WHAT TO DO →
Please reproduce the entries that follow, keeping each word intact.

Start of WORKING DATA

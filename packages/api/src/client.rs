//! # HTTP transport
//!
//! Dispatchers build an [`ApiRequest`] and hand it to an [`HttpBackend`]. The
//! production backend is [`RestClient`]; tests substitute an in-memory one.
//!
//! [`RestClient`] joins the request path onto the configured base URL, sends
//! JSON bodies, and attaches `Authorization: Bearer <token>` when it carries a
//! token. Timeouts are reqwest's defaults.

use std::future::Future;

use serde::Serialize;
use serde_json::Value;
use store::ClientConfig;

use crate::error::ApiError;

#[derive(Clone, Copy, Debug, PartialEq, Eq)]
pub enum Method {
    Get,
    Post,
    Patch,
    Delete,
}

impl Method {
    pub fn as_str(self) -> &'static str {
        match self {
            Method::Get => "GET",
            Method::Post => "POST",
            Method::Patch => "PATCH",
            Method::Delete => "DELETE",
        }
    }
}

impl From<Method> for reqwest::Method {
    fn from(method: Method) -> Self {
        match method {
            Method::Get => reqwest::Method::GET,
            Method::Post => reqwest::Method::POST,
            Method::Patch => reqwest::Method::PATCH,
            Method::Delete => reqwest::Method::DELETE,
        }
    }
}

/// One REST call, independent of the transport.
#[derive(Clone, Debug, PartialEq)]
pub struct ApiRequest {
    pub method: Method,
    /// Path below the base URL, starting with `/`.
    pub path: String,
    pub query: Vec<(String, String)>,
    pub body: Option<Value>,
}

impl ApiRequest {
    fn new(method: Method, path: impl Into<String>) -> Self {
        Self {
            method,
            path: path.into(),
            query: Vec::new(),
            body: None,
        }
    }

    pub fn get(path: impl Into<String>) -> Self {
        Self::new(Method::Get, path)
    }

    pub fn delete(path: impl Into<String>) -> Self {
        Self::new(Method::Delete, path)
    }

    pub fn post(path: impl Into<String>, body: &impl Serialize) -> Result<Self, ApiError> {
        Self::new(Method::Post, path).with_body(body)
    }

    pub fn patch(path: impl Into<String>, body: &impl Serialize) -> Result<Self, ApiError> {
        Self::new(Method::Patch, path).with_body(body)
    }

    fn with_body(mut self, body: &impl Serialize) -> Result<Self, ApiError> {
        self.body = Some(serde_json::to_value(body)?);
        Ok(self)
    }

    pub fn with_query(mut self, key: &str, value: impl ToString) -> Self {
        self.query.push((key.to_string(), value.to_string()));
        self
    }
}

/// Something that can execute an [`ApiRequest`] and return the decoded JSON body.
///
/// A 2xx response with an empty body yields `Value::Null`; a non-2xx response
/// yields [`ApiError::Status`].
pub trait HttpBackend {
    fn send(&self, request: ApiRequest) -> impl Future<Output = Result<Value, ApiError>>;
}

/// reqwest-backed [`HttpBackend`].
#[derive(Clone, Debug)]
pub struct RestClient {
    http: reqwest::Client,
    base_url: String,
    token: Option<String>,
}

impl RestClient {
    pub fn new(base_url: impl Into<String>) -> Self {
        Self {
            http: reqwest::Client::new(),
            base_url: base_url.into().trim_end_matches('/').to_string(),
            token: None,
        }
    }

    pub fn from_config(config: &ClientConfig) -> Self {
        Self::new(config.api.base_url.clone())
    }

    /// A client sharing this one's connection pool that authenticates as `token`.
    pub fn with_token(&self, token: Option<&str>) -> Self {
        Self {
            http: self.http.clone(),
            base_url: self.base_url.clone(),
            token: token.map(str::to_string),
        }
    }

    pub fn base_url(&self) -> &str {
        &self.base_url
    }

    fn url(&self, path: &str) -> String {
        format!("{}/{}", self.base_url, path.trim_start_matches('/'))
    }
}

impl HttpBackend for RestClient {
    async fn send(&self, request: ApiRequest) -> Result<Value, ApiError> {
        let url = self.url(&request.path);
        tracing::debug!(method = request.method.as_str(), path = %request.path, "Sending request");

        let mut builder = self.http.request(request.method.into(), &url);
        if !request.query.is_empty() {
            builder = builder.query(&request.query);
        }
        if let Some(token) = &self.token {
            builder = builder.bearer_auth(token);
        }
        if let Some(body) = &request.body {
            builder = builder.json(body);
        }

        let response = builder.send().await.map_err(|e| {
            tracing::warn!(path = %request.path, error = %e, "Request failed");
            ApiError::from(e)
        })?;
        let status = response.status();
        let text = response.text().await?;

        if !status.is_success() {
            tracing::warn!(path = %request.path, status = status.as_u16(), "Backend rejected request");
            return Err(ApiError::from_status(status.as_u16(), &text));
        }
        if text.trim().is_empty() {
            return Ok(Value::Null);
        }
        Ok(serde_json::from_str(&text)?)
    }
}

#[cfg(test)]
mod tests {
    use super::*;

    #[test]
    fn test_url_join() {
        let client = RestClient::new("http://localhost:5000/api/");
        assert_eq!(client.base_url(), "http://localhost:5000/api");
        assert_eq!(client.url("/user/vet/get"), "http://localhost:5000/api/user/vet/get");
        assert_eq!(client.url("Admin/manage/list"), "http://localhost:5000/api/Admin/manage/list");
    }

    #[test]
    fn test_with_token_keeps_base_url() {
        let client = RestClient::from_config(&ClientConfig::default().with_base_url("https://api.test"));
        let authed = client.with_token(Some("tok"));
        assert_eq!(authed.base_url(), "https://api.test");
        assert_eq!(authed.token.as_deref(), Some("tok"));
        assert!(client.token.is_none());
    }

    #[test]
    fn test_request_builders() {
        #[derive(Serialize)]
        struct Body {
            name: &'static str,
        }

        let request = ApiRequest::patch("/Admin/manage/users/4", &Body { name: "Ann" })
            .unwrap()
            .with_query("roleId", 3);
        assert_eq!(request.method, Method::Patch);
        assert_eq!(request.body, Some(serde_json::json!({"name": "Ann"})));
        assert_eq!(request.query, vec![("roleId".to_string(), "3".to_string())]);
        assert!(ApiRequest::get("/user/vet/get").body.is_none());
    }
}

End of WORKING DATA

EXERCISE SOLUTION →
filename packages/api/src/client.rs
//! # HTTP transport
//!
//! Dispatchers build an [`ApiRequest`] and hand it to an [`HttpBackend`]. The
//! production backend is [`RestClient`]; tests substitute an in-memory one.
//!
//! [`RestClient`] joins the request path onto the configured base URL, sends
//! JSON bodies, and attaches `Authorization: Bearer <token>` when it carries a
//! token. Timeouts are reqwest's defaults.

use std::future::Future;

use serde::Serialize;
use serde_json::Value;
use store::ClientConfig;

use crate::error::ApiError;

#[derive(Clone, Copy, Debug, PartialEq, Eq)]
pub enum Method {
    Get,
    Post,
    Patch,
    Delete,
}

impl Method {
    pub fn as_str(self) -> &'static str {
        match self {
            Method::Get => "GET",
            Method::Post => "POST",
            Method::Patch => "PATCH",
            Method::Delete => "DELETE",
        }
    }
}

impl From<Method> for reqwest::Method {
    fn from(method: Method) -> Self {
        match method {
            Method::Get => reqwest::Method::GET,
            Method::Post => reqwest::Method::POST,
            Method::Patch => reqwest::Method::PATCH,
            Method::Delete => reqwest::Method::DELETE,
        }
    }
}

/// One REST call, independent of the transport.
#[derive(Clone, Debug, PartialEq)]
pub struct ApiRequest {
    pub method: Method,
    /// Path below the base URL, starting with `/`.
    pub path: String,
    pub query: Vec<(String, String)>,
    pub body: Option<Value>,
}

impl ApiRequest {
    fn new(method: Method, path: impl Into<String>) -> Self {
        Self {
            method,
            path: path.into(),
            query: Vec::new(),
            body: None,
        }
    }

    pub fn get(path: impl Into<String>) -> Self {
        Self::new(Method::Get, path)
    }

    pub fn delete(path: impl Into<String>) -> Self {
        Self::new(Method::Delete, path)
    }

    pub fn post(path: impl Into<String>, body: &impl Serialize) -> Result<Self, ApiError> {
        Self::new(Method::Post, path).with_body(body)
    }

    pub fn patch(path: impl Into<String>, body: &impl Serialize) -> Result<Self, ApiError> {
        Self::new(Method::Patch, path).with_body(body)
    }

    fn with_body(mut self, body: &impl Serialize) -> Result<Self, ApiError> {
        self.body = Some(serde_json::to_value(body)?);
        Ok(self)
    }

    pub fn with_query(mut self, key: &str, value: impl ToString) -> Self {
        self.query.push((key.to_string(), value.to_string()));
        self
    }
}

/// Something that can execute an [`ApiRequest`] and return the decoded JSON body.
///
/// A 2xx response with an empty body yields `Value::Null`; a non-2xx response
/// yields [`ApiError::Status`].
pub trait HttpBackend {
    fn send(&self, request: ApiRequest) -> impl Future<Output = Result<Value, ApiError>>;
}

/// reqwest-backed [`HttpBackend`].
#[derive(Clone, Debug)]
pub struct RestClient {
    http: reqwest::Client,
    base_url: String,
    token: Option<String>,
}

impl RestClient {
    pub fn new(base_url: impl Into<String>) -> Self {
        Self {
            http: reqwest::Client::new(),
            base_url: base_url.into().trim_end_matches('/').to_string(),
            token: None,
        }
    }

    pub fn from_config(config: &ClientConfig) -> Self {
        Self::new(config.api.base_url.clone())
    }

    /// A client sharing this one's connection pool that authenticates as `token`.
    pub fn with_token(&self, token: Option<&str>) -> Self {
        Self {
            http: self.http.clone(),
            base_url: self.base_url.clone(),
            token: token.map(str::to_string),
        }
    }

    pub fn base_url(&self) -> &str {
        &self.base_url
    }

    fn url(&self, path: &str) -> String {
        format!("{}/{}", self.base_url, path.trim_start_matches('/'))
    }
}

impl HttpBackend for RestClient {
    async fn send(&self, request: ApiRequest) -> Result<Value, ApiError> {
        let url = self.url(&request.path);
        tracing::debug!(method = request.method.as_str(), path = %request.path, "Sending request");

        let mut builder = self.http.request(request.method.into(), &url);
        if !request.query.is_empty() {
            builder = builder.query(&request.query);
        }
        if let Some(token) = &self.token {
            builder = builder.bearer_auth(token);
        }
        if let Some(body) = &request.body {
            builder = builder.json(body);
        }

        let response = builder.send().await.map_err(|e| {
            tracing::warn!(path = %request.path, error = %e, "Request failed");
            ApiError::from(e)
        })?;
        let status = response.status();
        let text = response.text().await?;

        if !status.is_success() {
            tracing::warn!(path = %request.path, status = status.as_u16(), "Backend rejected request");
            return Err(ApiError::from_status(status.as_u16(), &text));
        }
        if text.trim().is_empty() {
            return Ok(Value::Null);
        }
        Ok(serde_json::from_str(&text)?)
    }
}

#[cfg(test)]
mod tests {
    use super::*;

    #[test]
    fn test_url_join() {
        let client = RestClient::new("http://localhost:5000/api/");
        assert_eq!(client.base_url(), "http://localhost:5000/api");
        assert_eq!(client.url("/user/vet/get"), "http://localhost:5000/api/user/vet/get");
        assert_eq!(client.url("Admin/manage/list"), "http://localhost:5000/api/Admin/manage/list");
    }

    #[test]
    fn test_with_token_keeps_base_url() {
        let client = RestClient::from_config(&ClientConfig::default().with_base_url("https://api.test"));
        let authed = client.with_token(Some("tok"));
        assert_eq!(authed.base_url(), "https://api.test");
        assert_eq!(authed.token.as_deref(), Some("tok"));
        assert!(client.token.is_none());
    }

    #[test]
    fn test_request_builders() {
        #[derive(Serialize)]
        struct Body {
            name: &'static str,
        }

        let request = ApiRequest::patch("/Admin/manage/users/4", &Body { name: "Ann" })
            .unwrap()
            .with_query("roleId", 3);
        assert_eq!(request.method, Method::Patch);
        assert_eq!(request.body, Some(serde_json::json!({"name": "Ann"})));
        assert_eq!(request.query, vec![("roleId".to_string(), "3".to_string())]);
        assert!(ApiRequest::get("/user/vet/get").body.is_none());
    }
}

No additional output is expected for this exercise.